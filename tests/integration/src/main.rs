//! Integration Test Harness
//!
//! Runs every integration test category and prints a summary.
//!
//! # Usage
//!
//! Run all tests:
//! ```text
//! cargo run -p integration-tests
//! ```
//!
//! Run one category:
//! ```text
//! cargo test -p integration-tests --test record_tests
//! cargo test -p integration-tests --test interop_tests
//! cargo test -p integration-tests --test string_buffer_tests
//! ```

use std::process::Command;
use std::time::{Duration, Instant};

#[derive(Debug, Clone)]
struct TestCategory {
    name: &'static str,
    description: &'static str,
    test_name: &'static str,
}

const TEST_CATEGORIES: &[TestCategory] = &[
    TestCategory {
        name: "Record Tests",
        description: "Mixed-field records built and parsed with cursor accounting",
        test_name: "record_tests",
    },
    TestCategory {
        name: "Interop Tests",
        description: "Cross byte-order images and reference encoders",
        test_name: "interop_tests",
    },
    TestCategory {
        name: "String Buffer Tests",
        description: "Reusable string slots embedded in records",
        test_name: "string_buffer_tests",
    },
];

fn print_test_categories() {
    println!("flatcodec integration tests");
    println!("{}", "-".repeat(80));
    for (i, cat) in TEST_CATEGORIES.iter().enumerate() {
        println!("  {}. {} - {}", i + 1, cat.name, cat.description);
    }
    println!("{}", "-".repeat(80));
    println!();
}

fn run_test_category(category: &TestCategory) -> (bool, Duration, String) {
    println!("\n{}", "=".repeat(80));
    println!("Running: {}", category.name);
    println!("{}", "=".repeat(80));

    let start = Instant::now();

    let output = Command::new("cargo")
        .args(["test", "-p", "integration-tests", "--test", category.test_name, "--", "--nocapture"])
        .output();

    let duration = start.elapsed();

    match output {
        Ok(output) => {
            let stdout = String::from_utf8_lossy(&output.stdout);
            let stderr = String::from_utf8_lossy(&output.stderr);

            if !stdout.is_empty() {
                println!("{}", stdout);
            }
            if !stderr.is_empty() {
                eprintln!("{}", stderr);
            }

            let success = output.status.success();
            let summary = if success {
                "PASSED".to_string()
            } else {
                format!("FAILED (exit code: {:?})", output.status.code())
            };

            (success, duration, summary)
        }
        Err(e) => (false, duration, format!("Failed to execute: {}", e)),
    }
}

fn main() {
    print_test_categories();

    let total_start = Instant::now();
    let results: Vec<_> = TEST_CATEGORIES
        .iter()
        .map(|category| {
            let (success, duration, summary) = run_test_category(category);
            (category.name, success, duration, summary)
        })
        .collect();
    let total_duration = total_start.elapsed();

    println!("\n{}", "=".repeat(80));
    println!("SUMMARY");
    println!("{}", "=".repeat(80));

    let failed = results.iter().filter(|(_, s, _, _)| !*s).count();
    println!(
        "\nCategories: {} | Passed: {} | Failed: {}",
        results.len(),
        results.len() - failed,
        failed
    );
    println!("Total Duration: {:?}\n", total_duration);

    println!("{:<30} {:<10} {:<15} Details", "Category", "Status", "Duration");
    println!("{}", "-".repeat(80));
    for (name, success, duration, summary) in &results {
        let status = if *success { "PASS" } else { "FAIL" };
        println!("{:<30} {:<10} {:<15?} {}", name, status, duration, summary);
    }

    if failed > 0 {
        std::process::exit(1);
    }
}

------------------------------------

Go through the material above and set each line down verbatim.

filename tests/integration/src/main.rs
//! Integration Test Harness
//!
//! Runs every integration test category and prints a summary.
//!
//! # Usage
//!
//! Run all tests:
//! ```text
//! cargo run -p integration-tests
//! ```
//!
//! Run one category:
//! ```text
//! cargo test -p integration-tests --test record_tests
//! cargo test -p integration-tests --test interop_tests
//! cargo test -p integration-tests --test string_buffer_tests
//! ```

use std::process::Command;
use std::time::{Duration, Instant};

#[derive(Debug, Clone)]
struct TestCategory {
    name: &'static str,
    description: &'static str,
    test_name: &'static str,
}

const TEST_CATEGORIES: &[TestCategory] = &[
    TestCategory {
        name: "Record Tests",
        description: "Mixed-field records built and parsed with cursor accounting",
        test_name: "record_tests",
    },
    TestCategory {
        name: "Interop Tests",
        description: "Cross byte-order images and reference encoders",
        test_name: "interop_tests",
    },
    TestCategory {
        name: "String Buffer Tests",
        description: "Reusable string slots embedded in records",
        test_name: "string_buffer_tests",
    },
];

fn print_test_categories() {
    println!("flatcodec integration tests");
    println!("{}", "-".repeat(80));
    for (i, cat) in TEST_CATEGORIES.iter().enumerate() {
        println!("  {}. {} - {}", i + 1, cat.name, cat.description);
    }
    println!("{}", "-".repeat(80));
    println!();
}

fn run_test_category(category: &TestCategory) -> (bool, Duration, String) {
    println!("\n{}", "=".repeat(80));
    println!("Running: {}", category.name);
    println!("{}", "=".repeat(80));

    let start = Instant::now();

    let output = Command::new("cargo")
        .args(["test", "-p", "integration-tests", "--test", category.test_name, "--", "--nocapture"])
        .output();

    let duration = start.elapsed();

    match output {
        Ok(output) => {
            let stdout = String::from_utf8_lossy(&output.stdout);
            let stderr = String::from_utf8_lossy(&output.stderr);

            if !stdout.is_empty() {
                println!("{}", stdout);
            }
            if !stderr.is_empty() {
                eprintln!("{}", stderr);
            }

            let success = output.status.success();
            let summary = if success {
                "PASSED".to_string()
            } else {
                format!("FAILED (exit code: {:?})", output.status.code())
            };

            (success, duration, summary)
        }
        Err(e) => (false, duration, format!("Failed to execute: {}", e)),
    }
}

fn main() {
    print_test_categories();

    let total_start = Instant::now();
    let results: Vec<_> = TEST_CATEGORIES
        .iter()
        .map(|category| {
            let (success, duration, summary) = run_test_category(category);
            (category.name, success, duration, summary)
        })
        .collect();
    let total_duration = total_start.elapsed();

    println!("\n{}", "=".repeat(80));
    println!("SUMMARY");
    println!("{}", "=".repeat(80));

    let failed = results.iter().filter(|(_, s, _, _)| !*s).count();
    println!(
        "\nCategories: {} | Passed: {} | Failed: {}",
        results.len(),
        results.len() - failed,
        failed
    );
    println!("Total Duration: {:?}\n", total_duration);

    println!("{:<30} {:<10} {:<15} Details", "Category", "Status", "Duration");
    println!("{}", "-".repeat(80));
    for (name, success, duration, summary) in &results {
        let status = if *success { "PASS" } else { "FAIL" };
        println!("{:<30} {:<10} {:<15?} {}", name, status, duration, summary);
    }

    if failed > 0 {
        std::process::exit(1);
    }
}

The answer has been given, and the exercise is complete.